Nella cultura di base che interessa l’intero arco della scuola dell’obbligo, e che esprimerebbe il suo massimo potenziale solo a conclusione di un percorso di studi classico (come i licei classici), il voto numerico non ha alcun senso pratico. Non esiste nessun criterio docimologico talmente valido e infallibile da poter certificare senza ombra di dubbio che uno studente da sufficienza abbia compreso/interiorizzato meno di un suo compagno da 100 e lode. Gli stimoli successivi, l’esperienza della vita, la maturazione ulteriore (processi psicologici diversi in ciascuno), e l’inizio dell’accrescimento di quelle attitudini adeguatamente coltivate, faranno quasi indubbiamente lievitare quella sufficienza al pari dei compagni più “volenterosi”.
Parliamo di cultura di base, non di un percorso altamente specialistico!

Possiamo riassumere il tutto in una banale quanto ragionevole considerazione: ciò che si vale a 18 anni non è pari a ciò che si vale dopo 10, 20 o ‘anta anni. Ed è l’intelletto, che non è scientificamente valutabile e non ha criteri docimologici che tengano (il QI è un dato sperimentale e settoriale), a determinare tale sviluppo attraverso l’elaborazione e la critica delle nozioni ricevute durante l’intero arco della propria esistenza. Per cui nella scuola dell’obbligo il voto di maturità/diploma non vale assolutamente a nulla (nemmeno quello di laurea, ma non mettiamo troppa carne al fuoco…).

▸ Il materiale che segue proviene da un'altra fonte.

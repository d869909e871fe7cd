//! Heartbeat Request message.

use crate::ie::{Ie, IeType};
use crate::message::{header::Header, Message, MsgType};
use std::io;

/// Represents a Heartbeat Request message.
#[derive(Debug, Clone, PartialEq, Eq)]
pub struct HeartbeatRequest {
    header: Header,
    recovery_time_stamp: Ie, // M - 3GPP TS 29.244 Table 7.4.2.1-1 - IE Type 96
    source_ip_address: Option<Ie>, // O - 3GPP TS 29.244 Table 7.4.2.1-1 - IE Type 192 - When NAT is deployed
    ies: Vec<Ie>,
}

impl HeartbeatRequest {
    /// Creates a new Heartbeat Request message.
    pub fn new(seq: u32, ts: Ie, ip: Option<Ie>, ies: Vec<Ie>) -> Self {
        let mut payload_len = ts.len();
        if let Some(ref ie) = ip {
            payload_len += ie.len();
        }
        for ie in &ies {
            payload_len += ie.len();
        }

        let mut header = Header::new(MsgType::HeartbeatRequest, false, 0, seq);
        header.length = 4 + payload_len;

        HeartbeatRequest {
            header,
            recovery_time_stamp: ts,
            source_ip_address: ip,
            ies,
        }
    }

    // Typed accessors (recommended API)

    /// Returns the recovery time stamp.
    ///
    /// # Examples
    ///
    /// ```
    /// use std::time::SystemTime;
    /// use pfcp_core::message::heartbeat_request::HeartbeatRequestBuilder;
    ///
    /// let request = HeartbeatRequestBuilder::new(1)
    ///     .recovery_time_stamp(SystemTime::now())
    ///     .build();
    ///
    /// let ts = request.recovery_time_stamp().unwrap();
    /// ```
    pub fn recovery_time_stamp(&self) -> Result<crate::ie::recovery_time_stamp::RecoveryTimeStamp, io::Error> {
        crate::ie::recovery_time_stamp::RecoveryTimeStamp::unmarshal(&self.recovery_time_stamp.payload)
    }

    /// Returns the source IP address if present.
    ///
    /// # Examples
    ///
    /// ```
    /// use std::net::Ipv4Addr;
    /// use std::time::SystemTime;
    /// use pfcp_core::message::heartbeat_request::HeartbeatRequestBuilder;
    ///
    /// let request = HeartbeatRequestBuilder::new(1)
    ///     .recovery_time_stamp(SystemTime::now())
    ///     .source_ip_address(Ipv4Addr::new(192, 168, 1, 1))
    ///     .build();
    ///
    /// let source_ip = request.source_ip_address().unwrap().unwrap();
    /// ```
    pub fn source_ip_address(&self) -> Option<Result<crate::ie::source_ip_address::SourceIpAddress, io::Error>> {
        self.source_ip_address.as_ref()
            .map(|ie| crate::ie::source_ip_address::SourceIpAddress::unmarshal(&ie.payload))
    }

    /// Returns a slice of additional IEs.
    pub fn additional_ies(&self) -> &[Ie] {
        &self.ies
    }

    // Raw IE accessors (compatibility layer)

    /// Returns the raw recovery time stamp IE.
    pub fn recovery_time_stamp_ie(&self) -> &Ie {
        &self.recovery_time_stamp
    }

    /// Returns the raw source IP address IE if present.
    pub fn source_ip_address_ie(&self) -> Option<&Ie> {
        self.source_ip_address.as_ref()
    }
}

impl Message for HeartbeatRequest {
    fn marshal(&self) -> Vec<u8> {
        let mut data = self.header.marshal();
        data.extend_from_slice(&self.recovery_time_stamp.marshal());
        if let Some(ref ie) = self.source_ip_address {
            data.extend_from_slice(&ie.marshal());
        }
        for ie in &self.ies {
            data.extend_from_slice(&ie.marshal());
        }
        data
    }

    fn unmarshal(data: &[u8]) -> Result<Self, io::Error> {
        let header = Header::unmarshal(data)?;
        let mut recovery_time_stamp = None;
        let mut source_ip_address = None;
        let mut ies = Vec::new();

        let mut offset = header.len() as usize;
        while offset < data.len() {
            let ie = Ie::unmarshal(&data[offset..])?;
            let ie_len = ie.len() as usize;
            match ie.ie_type {
                IeType::RecoveryTimeStamp => recovery_time_stamp = Some(ie),
                IeType::SourceIpAddress => source_ip_address = Some(ie),
                _ => ies.push(ie),
            }
            offset += ie_len;
        }

        // Validate mandatory IE is present per 3GPP TS 29.244 Table 7.4.2.1-1
        let recovery_time_stamp = recovery_time_stamp.ok_or_else(|| {
            io::Error::new(
                io::ErrorKind::InvalidData,
                "HeartbeatRequest: Missing mandatory Recovery Time Stamp IE (3GPP TS 29.244 Table 7.4.2.1-1)",
            )
        })?;

        Ok(HeartbeatRequest {
            header,
            recovery_time_stamp,
            source_ip_address,
            ies,
        })
    }

    fn msg_type(&self) -> MsgType {
        MsgType::HeartbeatRequest
    }

    fn seid(&self) -> Option<u64> {
        if self.header.has_seid {
            Some(self.header.seid)
        } else {
            None
        }
    }

    fn sequence(&self) -> u32 {
        self.header.sequence_number
    }

    fn set_sequence(&mut self, seq: u32) {
        self.header.sequence_number = seq;
    }

    fn find_ie(&self, ie_type: IeType) -> Option<&Ie> {
        if self.recovery_time_stamp.ie_type == ie_type {
            return Some(&self.recovery_time_stamp);
        }
        if self
            .source_ip_address
            .as_ref()
            .is_some_and(|ie| ie.ie_type == ie_type)
        {
            return self.source_ip_address.as_ref();
        }
        self.ies.iter().find(|ie| ie.ie_type == ie_type)
    }

    fn ies(&self, ie_type: IeType) -> crate::message::IeIter<'_> {
        use crate::message::IeIter;

        match ie_type {
            IeType::RecoveryTimeStamp => IeIter::single(Some(&self.recovery_time_stamp), ie_type),
            IeType::SourceIpAddress => IeIter::single(self.source_ip_address.as_ref(), ie_type),
            _ => IeIter::generic(&self.ies, ie_type),
        }
    }

    fn all_ies(&self) -> Vec<&Ie> {
        let mut result = Vec::new();
        result.push(&self.recovery_time_stamp);
        if let Some(ref ie) = self.source_ip_address {
            result.push(ie);
        }
        result.extend(self.ies.iter());
        result
    }
}

/// Builder for HeartbeatRequest message.
#[derive(Debug, Default)]
pub struct HeartbeatRequestBuilder {
    sequence: u32,
    recovery_time_stamp: Option<Ie>,
    source_ip_address: Option<Ie>,
    ies: Vec<Ie>,
}

impl HeartbeatRequestBuilder {
    /// Creates a new HeartbeatRequest builder.
    pub fn new(sequence: u32) -> Self {
        Self {
            sequence,
            recovery_time_stamp: None,
            source_ip_address: None,
            ies: Vec::new(),
        }
    }

    /// Sets the recovery time stamp from a `SystemTime`.
    ///
    /// This is an ergonomic method that automatically converts the `SystemTime`
    /// to a `RecoveryTimeStamp` IE. For more control, use [`recovery_time_stamp_ie`].
    ///
    /// # Examples
    ///
    /// ```
    /// use std::time::SystemTime;
    /// use pfcp_core::message::heartbeat_request::HeartbeatRequestBuilder;
    ///
    /// let request = HeartbeatRequestBuilder::new(1)
    ///     .recovery_time_stamp(SystemTime::now())
    ///     .build();
    /// ```
    ///
    /// [`recovery_time_stamp_ie`]: #method.recovery_time_stamp_ie
    pub fn recovery_time_stamp(mut self, timestamp: std::time::SystemTime) -> Self {
        use crate::ie::recovery_time_stamp::RecoveryTimeStamp;
        let ts = RecoveryTimeStamp::new(timestamp);
        self.recovery_time_stamp = Some(Ie::new(IeType::RecoveryTimeStamp, ts.marshal().to_vec()));
        self
    }

    /// Sets the recovery time stamp IE directly.
    ///
    /// This method provides full control over the IE construction. For common cases,
    /// use [`recovery_time_stamp`] which accepts a `SystemTime` directly.
    ///
    /// [`recovery_time_stamp`]: #method.recovery_time_stamp
    pub fn recovery_time_stamp_ie(mut self, ie: Ie) -> Self {
        self.recovery_time_stamp = Some(ie);
        self
    }

    /// Sets the source IP address from an IP address.
    ///
    /// Accepts `Ipv4Addr`, `Ipv6Addr`, or `IpAddr`. For more control, use
    /// [`source_ip_address_ie`].
    ///
    /// # Examples
    ///
    /// ```
    /// use std::net::Ipv4Addr;
    /// use std::time::SystemTime;
    /// use pfcp_core::message::heartbeat_request::HeartbeatRequestBuilder;
    ///
    /// let request = HeartbeatRequestBuilder::new(1)
    ///     .recovery_time_stamp(SystemTime::now())
    ///     .source_ip_address(Ipv4Addr::new(192, 168, 1, 1))
    ///     .build();
    /// ```
    ///
    /// [`source_ip_address_ie`]: #method.source_ip_address_ie
    pub fn source_ip_address<T>(mut self, ip_addr: T) -> Self
    where
        T: Into<std::net::IpAddr>,
    {
        use crate::ie::source_ip_address::SourceIpAddress;
        let ip_addr = ip_addr.into();
        let source_ip = match ip_addr {
            std::net::IpAddr::V4(v4) => SourceIpAddress::new(Some(v4), None),
            std::net::IpAddr::V6(v6) => SourceIpAddress::new(None, Some(v6)),
        };
        self.source_ip_address = Some(source_ip.to_ie());
        self
    }

    /// Sets the source IP address IE directly.
    ///
    /// This method provides full control over the IE construction. For common cases,
    /// use [`source_ip_address`] which accepts IP addresses directly.
    ///
    /// [`source_ip_address`]: #method.source_ip_address
    pub fn source_ip_address_ie(mut self, ie: Ie) -> Self {
        self.source_ip_address = Some(ie);
        self
    }

    /// Adds an additional IE.
    pub fn ie(mut self, ie: Ie) -> Self {
        self.ies.push(ie);
        self
    }

    /// Adds multiple IEs.
    pub fn ies(mut self, mut ies: Vec<Ie>) -> Self {
        self.ies.append(&mut ies);
        self
    }

    /// Builds the HeartbeatRequest message.
    ///
    /// # Panics
    ///
    /// Panics if the mandatory recovery_time_stamp is not set.
    /// Per 3GPP TS 29.244 Table 7.4.2.1-1, Recovery Time Stamp is mandatory.
    pub fn build(self) -> HeartbeatRequest {
        let recovery_time_stamp = self.recovery_time_stamp.expect(
            "HeartbeatRequest requires recovery_time_stamp (mandatory per 3GPP TS 29.244 Table 7.4.2.1-1)"
        );
        HeartbeatRequest::new(
            self.sequence,
            recovery_time_stamp,
            self.source_ip_address,
            self.ies,
        )
    }

    /// Builds the HeartbeatRequest message and marshals it to bytes in one step.
    ///
    /// This is a convenience method equivalent to calling `.build().marshal()`.
    ///
    /// # Examples
    ///
    /// ```
    /// use std::time::SystemTime;
    /// use pfcp_core::message::heartbeat_request::HeartbeatRequestBuilder;
    ///
    /// let bytes = HeartbeatRequestBuilder::new(1)
    ///     .recovery_time_stamp(SystemTime::now())
    ///     .marshal();
    /// ```
    pub fn marshal(self) -> Vec<u8> {
        self.build().marshal()
    }
}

Gli umani sono esseri complessi. Comprendiamo così poco dei meccanismi mentali e del funzionamento generale dei processi cognitivi ed emozionali, che arrogarsi la presunzione di poter affibbiare un voto certo alla conoscenza, e alla discendente capacità di elaborazione intellettiva, peraltro bollandola come stabile nel tempo, è tipico di un essere profondamente ignorante che non comprende i propri limiti. Un atteggiamento superbo!

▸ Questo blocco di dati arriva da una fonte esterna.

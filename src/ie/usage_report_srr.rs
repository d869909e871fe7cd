//! Usage Report Within Session Report Request IE implementation.
//!
//! Per 3GPP TS 29.244 Section 8.2.80, the Usage Report Within Session
//! Report Request IE is used to report usage information within a
//! PFCP Session Report Request message.
//!
//! This IE has the same structure as Usage Report (IE 144) but uses IE type 80
//! to indicate it appears within a Session Report Request message.

use crate::error::PfcpError;
use crate::ie::usage_report::UsageReport;
use crate::ie::{Ie, IeType};

/// Usage Report Within Session Report Request Information Element.
///
/// This is a context-specific wrapper around the core UsageReport structure.
/// It contains the same fields and behavior as UsageReport, but with IE type 80
/// to indicate it appears in a Session Report Request message.
///
/// # Structure
/// Identical to UsageReport (IE 144), containing:
/// - URR ID (mandatory)
/// - UR-SEQN (mandatory)
/// - Usage Report Trigger (mandatory)
/// - Plus optional measurement, quota, and extended IEs
///
/// # Example
/// ```
/// use pfcp_core::ie::usage_report_srr::UsageReportSrr;
/// use pfcp_core::ie::usage_report::UsageReportBuilder;
/// use pfcp_core::ie::urr_id::UrrId;
/// use pfcp_core::ie::sequence_number::SequenceNumber;
///
/// let usage_report = UsageReportBuilder::periodic_usage_report(
///     UrrId::new(1),
///     SequenceNumber::new(42)
/// ).build().unwrap();
///
/// let srr_report = UsageReportSrr::new(usage_report);
/// let ie = srr_report.to_ie();
/// assert_eq!(ie.ie_type, pfcp_core::ie::IeType::UsageReportWithinSessionReportRequest);
/// ```
#[derive(Debug, Clone, PartialEq, Eq)]
pub struct UsageReportSrr {
    /// The underlying usage report data
    pub report: UsageReport,
}

impl UsageReportSrr {
    /// Creates a new Usage Report Within Session Report Request.
    ///
    /// # Arguments
    /// * `report` - The underlying UsageReport containing measurement data
    ///
    /// # Example
    /// ```
    /// use pfcp_core::ie::usage_report_srr::UsageReportSrr;
    /// use pfcp_core::ie::usage_report::UsageReport;
    /// use pfcp_core::ie::urr_id::UrrId;
    /// use pfcp_core::ie::sequence_number::SequenceNumber;
    /// use pfcp_core::ie::usage_report_trigger::UsageReportTrigger;
    ///
    /// let report = UsageReport::new(
    ///     UrrId::new(1),
    ///     SequenceNumber::new(42),
    ///     UsageReportTrigger::PERIO
    /// );
    /// let srr_report = UsageReportSrr::new(report);
    /// ```
    pub fn new(report: UsageReport) -> Self {
        UsageReportSrr { report }
    }

    /// Marshals the Usage Report Within Session Report Request to bytes.
    ///
    /// # Returns
    /// A vector containing the marshaled usage report payload (child IEs).
    pub fn marshal(&self) -> Vec<u8> {
        self.report.marshal()
    }

    /// Unmarshals a Usage Report Within Session Report Request from bytes.
    ///
    /// # Arguments
    /// * `data` - The byte slice containing the usage report payload
    ///
    /// # Returns
    /// A `UsageReportSrr` instance or an error if unmarshaling fails.
    ///
    /// # Errors
    /// Returns `PfcpError` if:
    /// - Required fields (URR ID, UR-SEQN, Usage Report Trigger) are missing
    /// - Any child IE cannot be parsed
    pub fn unmarshal(data: &[u8]) -> Result<Self, PfcpError> {
        Ok(UsageReportSrr {
            report: UsageReport::unmarshal(data)?,
        })
    }

    /// Wraps the Usage Report in a generic IE with type UsageReportWithinSessionReportRequest.
    ///
    /// # Returns
    /// An `Ie` with type 80 and the marshaled payload.
    ///
    /// # Note
    /// This is equivalent to calling `UsageReport::to_ie()` directly, as the default
    /// `to_ie()` method on UsageReport uses IE type 80.
    pub fn to_ie(&self) -> Ie {
        Ie::new(
            IeType::UsageReportWithinSessionReportRequest,
            self.marshal(),
        )
    }
}
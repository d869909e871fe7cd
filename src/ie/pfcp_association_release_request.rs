// src/ie/pfcp_association_release_request.rs

//! PFCP Association Release Request Information Element.
//!
//! Per 3GPP TS 29.244 Section 8.2.111, the PFCP Association Release Request IE
//! is used to request the graceful release of a PFCP association between control
//! plane and user plane functions.

use crate::ie::graceful_release_period::GracefulReleasePeriod;
use crate::ie::{Ie, IeType};
use std::io;

/// Represents the PFCP Association Release Request IE.
///
/// This IE is used in PFCP Association Release Request messages to specify
/// parameters for graceful shutdown of a PFCP association.
///
/// # Structure
///
/// - Graceful Release Period (mandatory) - Specifies the grace period for shutdown
///
/// # Examples
///
/// ```
/// use pfcp_core::ie::pfcp_association_release_request::PfcpAssociationReleaseRequest;
/// use pfcp_core::ie::graceful_release_period::GracefulReleasePeriod;
///
/// // Create a release request with 60 second grace period
/// let period = GracefulReleasePeriod::new(60);
/// let release_req = PfcpAssociationReleaseRequest::new(period);
///
/// // Marshal and unmarshal
/// let marshaled = release_req.marshal();
/// let unmarshaled = PfcpAssociationReleaseRequest::unmarshal(&marshaled).unwrap();
/// assert_eq!(unmarshaled, release_req);
/// ```
#[derive(Debug, Clone, Copy, PartialEq, Eq)]
pub struct PfcpAssociationReleaseRequest {
    /// Graceful Release Period (mandatory)
    pub graceful_release_period: GracefulReleasePeriod,
}

impl PfcpAssociationReleaseRequest {
    /// Creates a new PFCP Association Release Request IE.
    ///
    /// # Arguments
    ///
    /// * `graceful_release_period` - The grace period for association release
    ///
    /// # Examples
    ///
    /// ```
    /// use pfcp_core::ie::pfcp_association_release_request::PfcpAssociationReleaseRequest;
    /// use pfcp_core::ie::graceful_release_period::GracefulReleasePeriod;
    ///
    /// let period = GracefulReleasePeriod::new(120);
    /// let release_req = PfcpAssociationReleaseRequest::new(period);
    /// assert_eq!(release_req.graceful_release_period.period(), 120);
    /// ```
    pub fn new(graceful_release_period: GracefulReleasePeriod) -> Self {
        PfcpAssociationReleaseRequest {
            graceful_release_period,
        }
    }

    /// Creates a PFCP Association Release Request with a period in seconds.
    ///
    /// # Arguments
    ///
    /// * `seconds` - The grace period in seconds (0-65535)
    ///
    /// # Examples
    ///
    /// ```
    /// use pfcp_core::ie::pfcp_association_release_request::PfcpAssociationReleaseRequest;
    ///
    /// let release_req = PfcpAssociationReleaseRequest::with_period_seconds(30);
    /// assert_eq!(release_req.graceful_release_period.period(), 30);
    /// ```
    pub fn with_period_seconds(seconds: u16) -> Self {
        PfcpAssociationReleaseRequest {
            graceful_release_period: GracefulReleasePeriod::new(seconds),
        }
    }

    /// Marshals the PFCP Association Release Request into a byte vector.
    ///
    /// Encodes the Graceful Release Period IE according to 3GPP TS 29.244.
    pub fn marshal(&self) -> Vec<u8> {
        let mut data = Vec::new();

        // Add Graceful Release Period IE (mandatory)
        if let Ok(ie) = self.graceful_release_period.to_ie() {
            data.extend_from_slice(&ie.marshal());
        }

        data
    }

    /// Unmarshals a byte slice into a PFCP Association Release Request IE.
    ///
    /// # Arguments
    ///
    /// * `payload` - The byte slice to unmarshal
    ///
    /// # Returns
    ///
    /// Returns `Ok(PfcpAssociationReleaseRequest)` on success, or an error if the payload is invalid.
    ///
    /// # Errors
    ///
    /// Returns an error if:
    /// - The Graceful Release Period (mandatory IE) is missing
    /// - Any IE cannot be unmarshaled
    pub fn unmarshal(payload: &[u8]) -> Result<Self, io::Error> {
        let mut graceful_release_period = None;

        let mut offset = 0;
        while offset < payload.len() {
            let ie = Ie::unmarshal(&payload[offset..])?;
            match ie.ie_type {
                IeType::GracefulReleasePeriod => {
                    graceful_release_period = Some(GracefulReleasePeriod::unmarshal(&ie.payload)?);
                }
                _ => {
                    // Ignore unknown IEs for forward compatibility
                }
            }
            offset += ie.len() as usize;
        }

        Ok(PfcpAssociationReleaseRequest {
            graceful_release_period: graceful_release_period.ok_or_else(|| {
                io::Error::new(
                    io::ErrorKind::InvalidData,
                    "PFCP Association Release Request missing mandatory Graceful Release Period. Per 3GPP TS 29.244 Section 8.2.111.",
                )
            })?,
        })
    }

    /// Wraps the PFCP Association Release Request in an IE.
    ///
    /// # Examples
    ///
    /// ```
    /// use pfcp_core::ie::pfcp_association_release_request::PfcpAssociationReleaseRequest;
    /// use pfcp_core::ie::IeType;
    ///
    /// let release_req = PfcpAssociationReleaseRequest::with_period_seconds(45);
    /// let ie = release_req.to_ie();
    /// assert_eq!(ie.ie_type, IeType::PfcpAssociationReleaseRequest);
    /// ```
    pub fn to_ie(&self) -> Ie {
        Ie::new(IeType::PfcpAssociationReleaseRequest, self.marshal())
    }
}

L’effetto di tale superbia è la rovina, spesso irrecuperabile, dell’individuo bollato di essere poco meritevole (destrutturandolo) o molto meritevole (illudendolo). Egli avrà immediate difficoltà, le sue attitudini scemeranno o saranno fuorviate e pompate fino a farle implodere. La società lo accoglierà a braccia aperte come prezioso numero da consacrare al consumo. E dunque inizierà quel processo di atrofia neuronale che renderà l’individuo uno tra le tante “brutte persone” del popolo comune. Quelle che solitamente anch’io descrivo in altre riflessioni sull’egoismo, l’apatia, il cinismo, l’ignoranza funzionale, la dissonanza cognitiva, la dispatia, e potremmo continuare a piacere.

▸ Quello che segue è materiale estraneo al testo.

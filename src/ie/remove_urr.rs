use crate::ie::{Ie, IeType, UrrId};
use std::io;

#[derive(Debug, Clone, PartialEq, Eq)]
pub struct RemoveUrr {
    pub urr_id: UrrId,
}

impl RemoveUrr {
    pub fn new(urr_id: UrrId) -> Self {
        RemoveUrr { urr_id }
    }

    pub fn marshal(&self) -> Vec<u8> {
        self.urr_id.marshal().to_vec()
    }

    pub fn to_ie(self) -> Ie {
        Ie::new(IeType::RemoveUrr, self.marshal())
    }

    pub fn unmarshal(data: &[u8]) -> Result<Self, io::Error> {
        Ok(RemoveUrr {
            urr_id: UrrId::unmarshal(data)?,
        })
    }
}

Se tutto ciò è vero, non vi fa perlomeno ed eufemisticamente sorridere la previsione di elargire un “bonus cultura” addizionale a chi ottiene la maturità con almeno 100?

Se merito può esserci, è SOLO nell’impegno. L’impegno fotografa l’atteggiamento serio e responsabile dei doveri (come quello di studio), che tende senz’altro a ottenere una prestazione dignitosa nel momento contingente, e di entità quasi sempre diversa da momenti successivi. Non è l’inutile voto numerico che non dipende solo dall’impegno.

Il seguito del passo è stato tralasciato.